Defining early trauma-induced coagulopathy using thromboelastography. The American surgeon Liou, D. Z., Shafi, H. n., Bloom, M. B., Chung, R. n., Ley, E. J., Salim, A. n., Tcherniantchouk, O. n., Margulies, D. R. 2014; 80 (10): 994–98


Early trauma-induced coagulopathy (ETIC) is abnormal coagulation detected on presentation, but a clear description is lacking. We used thromboelastography (TEG) to characterize ETIC. Data were prospectively collected on high-acuity trauma activations at an urban Level I trauma center between July 2012 and May 2013. Patients with admission TEG before any blood transfusion were stratified by Injury Severity Score (ISS): mild (less than 16), moderate (16 to 24), severe (25 or greater). TEG parameters were compared between groups. ETIC was defined as any abnormality detected on TEG. Fifty-two patients were included; mean age was 49 years and mean time to the emergency department was 26 minutes. Mean ISS for the cohort was 17 with 28 patients in mild, eight in moderate, and 16 in severe. Glasgow Coma Score was lower and head Abbreviated Injury Scale was higher in severe (P < 0.001).
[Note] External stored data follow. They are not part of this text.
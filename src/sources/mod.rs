pub mod hackernews;
pub mod producthunt;
pub mod reddit;

pub use hackernews::HackerNewsClient;
pub use producthunt::ProductHuntClient;
pub use reddit::RedditClient;

use async_trait::async_trait;
use chrono::{DateTime, Utc};

use crate::types::{Comment, ContentItem, Result};

/// Trait for pulling content from social sources (Reddit, HN, Product Hunt).
///
/// Implementations use official APIs only; "no data" is an empty vec, never
/// an error. Genuine transport/auth failures propagate and are handled by
/// the orchestrator's retry and isolation rules.
#[async_trait]
pub trait SourceClient: Send + Sync {
    /// Source tag stamped on every item this client produces.
    fn name(&self) -> &'static str;

    /// Fetch top items per topic created since the given instant. Sources
    /// without a topic concept ignore `topics` and return one global batch.
    async fn fetch_top_items(
        &self,
        topics: &[String],
        since: DateTime<Utc>,
        limit_per_topic: usize,
    ) -> Result<Vec<ContentItem>>;

    /// Fetch up to `limit` top-level comments for an item.
    async fn fetch_comments(&self, item_id: &str, limit: usize) -> Result<Vec<Comment>>;
}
Forty-three (83%) patients had an abnormal TEG. Shortened reaction (R) time was noted in 42 patients. There were no differences in any TEG parameters between the injury severity groups. Hyperfibrinolysis was detected in four (8%) patients. ETIC was present in over 80 per cent of high-acuity trauma activations irrespective of injury severity and characterized primarily by shortened R time, indicating ETIC is initially described by a hypercoagulable state as a result of thrombin generation.